TASK GOAL: From the entries that follow, extract each line holding the string "stream".

Stored records:

►

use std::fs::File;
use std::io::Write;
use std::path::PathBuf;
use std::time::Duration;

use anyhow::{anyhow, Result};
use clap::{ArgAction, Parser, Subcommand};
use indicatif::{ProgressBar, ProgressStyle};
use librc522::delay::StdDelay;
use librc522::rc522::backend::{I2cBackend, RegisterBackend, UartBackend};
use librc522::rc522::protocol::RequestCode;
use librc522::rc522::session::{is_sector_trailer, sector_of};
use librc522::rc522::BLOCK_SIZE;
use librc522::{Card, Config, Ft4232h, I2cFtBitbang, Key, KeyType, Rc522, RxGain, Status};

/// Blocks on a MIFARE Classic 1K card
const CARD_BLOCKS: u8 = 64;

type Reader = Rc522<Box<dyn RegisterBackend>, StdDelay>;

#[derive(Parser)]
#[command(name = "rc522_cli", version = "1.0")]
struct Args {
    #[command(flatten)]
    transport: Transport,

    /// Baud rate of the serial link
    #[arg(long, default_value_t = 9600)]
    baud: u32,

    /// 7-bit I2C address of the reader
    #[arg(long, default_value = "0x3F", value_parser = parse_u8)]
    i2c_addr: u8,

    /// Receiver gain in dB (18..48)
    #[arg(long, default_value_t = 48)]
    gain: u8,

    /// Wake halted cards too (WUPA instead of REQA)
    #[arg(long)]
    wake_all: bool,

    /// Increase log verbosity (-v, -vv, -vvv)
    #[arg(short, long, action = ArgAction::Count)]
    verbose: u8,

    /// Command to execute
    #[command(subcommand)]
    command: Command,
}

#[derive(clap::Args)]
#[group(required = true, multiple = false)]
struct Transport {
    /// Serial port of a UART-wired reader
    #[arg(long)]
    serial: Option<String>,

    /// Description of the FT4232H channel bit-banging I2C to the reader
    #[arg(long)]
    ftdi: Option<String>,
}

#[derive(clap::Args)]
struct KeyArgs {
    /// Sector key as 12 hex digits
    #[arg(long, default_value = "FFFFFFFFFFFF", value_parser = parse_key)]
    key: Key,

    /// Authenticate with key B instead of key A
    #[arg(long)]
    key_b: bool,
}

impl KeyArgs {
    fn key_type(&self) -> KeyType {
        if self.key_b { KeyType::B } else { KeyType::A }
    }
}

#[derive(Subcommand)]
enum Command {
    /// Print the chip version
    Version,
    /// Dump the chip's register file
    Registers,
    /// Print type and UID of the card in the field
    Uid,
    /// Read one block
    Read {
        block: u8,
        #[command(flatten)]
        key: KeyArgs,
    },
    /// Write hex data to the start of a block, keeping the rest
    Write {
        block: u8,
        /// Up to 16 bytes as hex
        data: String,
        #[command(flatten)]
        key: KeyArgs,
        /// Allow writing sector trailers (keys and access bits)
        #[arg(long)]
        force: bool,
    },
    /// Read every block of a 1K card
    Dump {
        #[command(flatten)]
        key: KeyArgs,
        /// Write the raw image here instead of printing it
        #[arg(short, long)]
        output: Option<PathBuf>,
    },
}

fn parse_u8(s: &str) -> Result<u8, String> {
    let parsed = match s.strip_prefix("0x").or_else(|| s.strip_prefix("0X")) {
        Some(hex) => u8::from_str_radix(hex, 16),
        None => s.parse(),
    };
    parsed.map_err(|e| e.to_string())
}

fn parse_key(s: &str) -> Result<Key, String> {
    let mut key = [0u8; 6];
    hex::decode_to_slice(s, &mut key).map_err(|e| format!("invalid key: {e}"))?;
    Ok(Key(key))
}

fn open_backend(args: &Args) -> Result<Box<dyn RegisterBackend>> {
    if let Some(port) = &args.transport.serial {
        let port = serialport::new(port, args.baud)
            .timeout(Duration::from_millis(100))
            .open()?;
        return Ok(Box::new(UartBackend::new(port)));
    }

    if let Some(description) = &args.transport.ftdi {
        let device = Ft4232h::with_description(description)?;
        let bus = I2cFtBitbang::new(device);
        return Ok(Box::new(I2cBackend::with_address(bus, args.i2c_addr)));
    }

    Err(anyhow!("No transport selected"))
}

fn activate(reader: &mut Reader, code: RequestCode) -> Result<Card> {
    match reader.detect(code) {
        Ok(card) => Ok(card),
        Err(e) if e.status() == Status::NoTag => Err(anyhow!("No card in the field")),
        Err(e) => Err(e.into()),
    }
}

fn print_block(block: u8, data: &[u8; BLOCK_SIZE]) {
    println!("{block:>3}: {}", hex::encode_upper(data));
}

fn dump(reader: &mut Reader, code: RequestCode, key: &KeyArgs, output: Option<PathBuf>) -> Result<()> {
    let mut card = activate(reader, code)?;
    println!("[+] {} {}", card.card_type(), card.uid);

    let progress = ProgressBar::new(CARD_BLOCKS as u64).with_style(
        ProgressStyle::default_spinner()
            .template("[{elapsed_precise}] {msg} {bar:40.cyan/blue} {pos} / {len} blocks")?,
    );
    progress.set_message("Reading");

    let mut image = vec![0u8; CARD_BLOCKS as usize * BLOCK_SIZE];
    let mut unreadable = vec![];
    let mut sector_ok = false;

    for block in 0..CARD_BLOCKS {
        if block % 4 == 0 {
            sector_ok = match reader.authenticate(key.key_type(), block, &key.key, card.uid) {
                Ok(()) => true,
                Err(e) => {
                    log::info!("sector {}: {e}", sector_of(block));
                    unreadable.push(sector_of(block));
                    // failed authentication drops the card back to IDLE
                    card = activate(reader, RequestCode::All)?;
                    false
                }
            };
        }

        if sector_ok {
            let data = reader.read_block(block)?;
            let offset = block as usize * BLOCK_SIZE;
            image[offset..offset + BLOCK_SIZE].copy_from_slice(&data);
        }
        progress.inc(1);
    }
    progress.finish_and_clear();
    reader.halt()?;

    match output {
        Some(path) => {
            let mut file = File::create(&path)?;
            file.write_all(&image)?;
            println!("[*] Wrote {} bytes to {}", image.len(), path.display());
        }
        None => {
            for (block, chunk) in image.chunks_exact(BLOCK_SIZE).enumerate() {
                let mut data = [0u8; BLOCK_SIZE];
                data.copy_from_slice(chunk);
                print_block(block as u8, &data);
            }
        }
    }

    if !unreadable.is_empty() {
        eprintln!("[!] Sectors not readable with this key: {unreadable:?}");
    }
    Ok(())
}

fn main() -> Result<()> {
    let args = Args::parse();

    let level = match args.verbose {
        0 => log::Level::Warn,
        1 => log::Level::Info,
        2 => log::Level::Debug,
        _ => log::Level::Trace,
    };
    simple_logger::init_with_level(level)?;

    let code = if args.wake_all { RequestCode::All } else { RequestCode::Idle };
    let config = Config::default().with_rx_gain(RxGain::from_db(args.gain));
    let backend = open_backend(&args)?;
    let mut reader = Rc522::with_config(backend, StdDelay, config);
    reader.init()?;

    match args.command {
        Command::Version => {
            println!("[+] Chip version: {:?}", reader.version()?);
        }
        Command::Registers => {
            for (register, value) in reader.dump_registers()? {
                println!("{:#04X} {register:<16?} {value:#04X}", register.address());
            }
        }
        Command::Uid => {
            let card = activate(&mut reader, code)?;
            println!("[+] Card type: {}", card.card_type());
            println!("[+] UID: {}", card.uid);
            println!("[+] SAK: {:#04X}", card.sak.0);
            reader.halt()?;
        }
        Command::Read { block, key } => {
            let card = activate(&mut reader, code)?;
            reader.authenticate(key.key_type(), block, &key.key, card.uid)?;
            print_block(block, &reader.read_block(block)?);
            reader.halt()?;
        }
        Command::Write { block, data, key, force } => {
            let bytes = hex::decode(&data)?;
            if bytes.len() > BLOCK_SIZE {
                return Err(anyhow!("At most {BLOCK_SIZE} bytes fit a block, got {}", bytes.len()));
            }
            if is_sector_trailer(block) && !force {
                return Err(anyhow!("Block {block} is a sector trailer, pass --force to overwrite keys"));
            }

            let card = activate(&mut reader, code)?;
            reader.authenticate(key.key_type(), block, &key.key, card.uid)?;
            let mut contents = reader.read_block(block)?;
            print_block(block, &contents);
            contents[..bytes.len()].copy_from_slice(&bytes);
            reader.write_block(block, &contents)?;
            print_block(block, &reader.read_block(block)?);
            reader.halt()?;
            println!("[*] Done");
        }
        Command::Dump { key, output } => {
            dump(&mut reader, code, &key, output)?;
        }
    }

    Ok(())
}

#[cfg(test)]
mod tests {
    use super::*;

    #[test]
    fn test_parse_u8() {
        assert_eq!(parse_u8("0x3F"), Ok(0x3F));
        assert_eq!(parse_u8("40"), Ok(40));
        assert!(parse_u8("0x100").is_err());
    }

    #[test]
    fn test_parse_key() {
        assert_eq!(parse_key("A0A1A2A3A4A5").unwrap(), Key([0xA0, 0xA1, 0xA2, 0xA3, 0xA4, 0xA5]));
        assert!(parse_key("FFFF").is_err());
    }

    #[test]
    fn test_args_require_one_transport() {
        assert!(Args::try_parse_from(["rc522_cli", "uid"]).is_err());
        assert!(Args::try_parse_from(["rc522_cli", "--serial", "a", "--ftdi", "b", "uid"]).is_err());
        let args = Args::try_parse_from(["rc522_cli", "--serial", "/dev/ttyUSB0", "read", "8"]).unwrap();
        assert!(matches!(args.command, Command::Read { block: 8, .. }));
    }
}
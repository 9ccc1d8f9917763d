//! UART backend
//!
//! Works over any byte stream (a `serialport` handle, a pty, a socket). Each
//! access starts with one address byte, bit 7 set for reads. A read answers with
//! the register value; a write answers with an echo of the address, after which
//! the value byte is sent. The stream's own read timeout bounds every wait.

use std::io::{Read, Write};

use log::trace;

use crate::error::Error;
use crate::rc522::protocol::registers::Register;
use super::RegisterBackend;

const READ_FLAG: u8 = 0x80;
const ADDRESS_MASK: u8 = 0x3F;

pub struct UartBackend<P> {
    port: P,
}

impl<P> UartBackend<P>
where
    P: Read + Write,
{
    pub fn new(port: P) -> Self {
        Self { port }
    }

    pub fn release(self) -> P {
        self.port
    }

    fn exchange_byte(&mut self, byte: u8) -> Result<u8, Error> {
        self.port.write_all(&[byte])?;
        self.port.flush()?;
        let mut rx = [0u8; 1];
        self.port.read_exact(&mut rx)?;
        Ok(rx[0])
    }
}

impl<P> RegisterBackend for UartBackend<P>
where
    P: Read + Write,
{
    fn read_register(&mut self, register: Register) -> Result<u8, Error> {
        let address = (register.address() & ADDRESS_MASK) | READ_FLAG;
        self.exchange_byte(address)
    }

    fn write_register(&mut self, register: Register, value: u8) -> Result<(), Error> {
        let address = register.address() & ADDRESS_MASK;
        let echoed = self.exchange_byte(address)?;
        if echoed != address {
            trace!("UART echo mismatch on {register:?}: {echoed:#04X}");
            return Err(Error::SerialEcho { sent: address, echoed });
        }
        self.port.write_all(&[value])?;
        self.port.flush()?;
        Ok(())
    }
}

◄
►

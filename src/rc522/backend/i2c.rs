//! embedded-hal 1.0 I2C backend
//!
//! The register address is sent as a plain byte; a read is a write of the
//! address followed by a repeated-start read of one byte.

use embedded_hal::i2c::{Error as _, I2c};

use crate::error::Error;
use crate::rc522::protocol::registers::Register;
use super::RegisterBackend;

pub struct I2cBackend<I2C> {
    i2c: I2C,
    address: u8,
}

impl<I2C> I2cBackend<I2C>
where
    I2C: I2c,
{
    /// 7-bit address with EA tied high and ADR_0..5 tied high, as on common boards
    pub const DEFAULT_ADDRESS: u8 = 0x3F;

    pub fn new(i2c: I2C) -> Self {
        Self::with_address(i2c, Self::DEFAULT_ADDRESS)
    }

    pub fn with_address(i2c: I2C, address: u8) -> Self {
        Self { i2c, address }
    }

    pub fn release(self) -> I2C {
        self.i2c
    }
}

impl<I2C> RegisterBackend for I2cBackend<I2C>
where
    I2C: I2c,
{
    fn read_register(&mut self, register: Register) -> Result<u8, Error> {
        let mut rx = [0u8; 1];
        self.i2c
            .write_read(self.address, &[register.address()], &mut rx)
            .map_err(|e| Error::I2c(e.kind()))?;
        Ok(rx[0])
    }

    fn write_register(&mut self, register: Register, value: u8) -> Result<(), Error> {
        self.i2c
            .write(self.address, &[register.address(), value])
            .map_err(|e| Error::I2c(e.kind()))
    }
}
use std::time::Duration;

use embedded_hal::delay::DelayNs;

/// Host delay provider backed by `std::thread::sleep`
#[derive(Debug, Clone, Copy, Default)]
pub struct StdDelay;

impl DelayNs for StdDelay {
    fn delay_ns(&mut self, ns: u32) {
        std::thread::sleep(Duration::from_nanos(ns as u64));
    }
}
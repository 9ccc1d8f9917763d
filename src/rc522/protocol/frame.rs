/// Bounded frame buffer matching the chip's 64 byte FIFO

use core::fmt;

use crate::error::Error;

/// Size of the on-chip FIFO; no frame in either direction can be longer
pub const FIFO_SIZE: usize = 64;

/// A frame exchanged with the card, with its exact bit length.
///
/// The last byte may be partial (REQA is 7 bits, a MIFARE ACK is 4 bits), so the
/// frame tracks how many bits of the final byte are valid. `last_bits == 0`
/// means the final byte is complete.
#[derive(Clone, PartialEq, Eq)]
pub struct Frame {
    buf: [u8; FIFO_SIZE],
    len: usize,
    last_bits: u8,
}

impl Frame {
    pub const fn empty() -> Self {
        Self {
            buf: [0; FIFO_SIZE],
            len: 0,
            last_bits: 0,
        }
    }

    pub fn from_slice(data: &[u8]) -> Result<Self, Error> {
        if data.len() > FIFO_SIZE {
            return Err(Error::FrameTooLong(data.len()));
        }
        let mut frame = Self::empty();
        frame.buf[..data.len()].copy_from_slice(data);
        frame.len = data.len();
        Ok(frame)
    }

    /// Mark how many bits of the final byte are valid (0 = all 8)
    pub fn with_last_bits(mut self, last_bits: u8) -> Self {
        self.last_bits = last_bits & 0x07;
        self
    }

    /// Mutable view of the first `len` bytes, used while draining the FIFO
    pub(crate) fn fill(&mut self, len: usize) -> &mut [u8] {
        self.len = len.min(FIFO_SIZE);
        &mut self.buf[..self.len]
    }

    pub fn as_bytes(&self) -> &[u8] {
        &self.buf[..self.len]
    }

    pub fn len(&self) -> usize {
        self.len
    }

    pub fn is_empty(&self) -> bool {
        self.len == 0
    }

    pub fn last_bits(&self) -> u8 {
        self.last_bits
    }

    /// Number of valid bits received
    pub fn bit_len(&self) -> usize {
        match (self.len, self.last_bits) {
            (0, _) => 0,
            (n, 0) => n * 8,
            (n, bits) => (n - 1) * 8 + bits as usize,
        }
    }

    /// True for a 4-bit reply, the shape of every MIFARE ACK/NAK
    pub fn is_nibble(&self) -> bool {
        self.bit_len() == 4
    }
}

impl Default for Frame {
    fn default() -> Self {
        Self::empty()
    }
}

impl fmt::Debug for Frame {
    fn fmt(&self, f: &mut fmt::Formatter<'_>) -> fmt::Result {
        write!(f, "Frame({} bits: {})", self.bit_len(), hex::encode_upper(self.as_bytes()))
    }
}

◄

ANSWER SPACE:
//! Works over any byte stream (a `serialport` handle, a pty, a socket). Each
//! the value byte is sent. The stream's own read timeout bounds every wait.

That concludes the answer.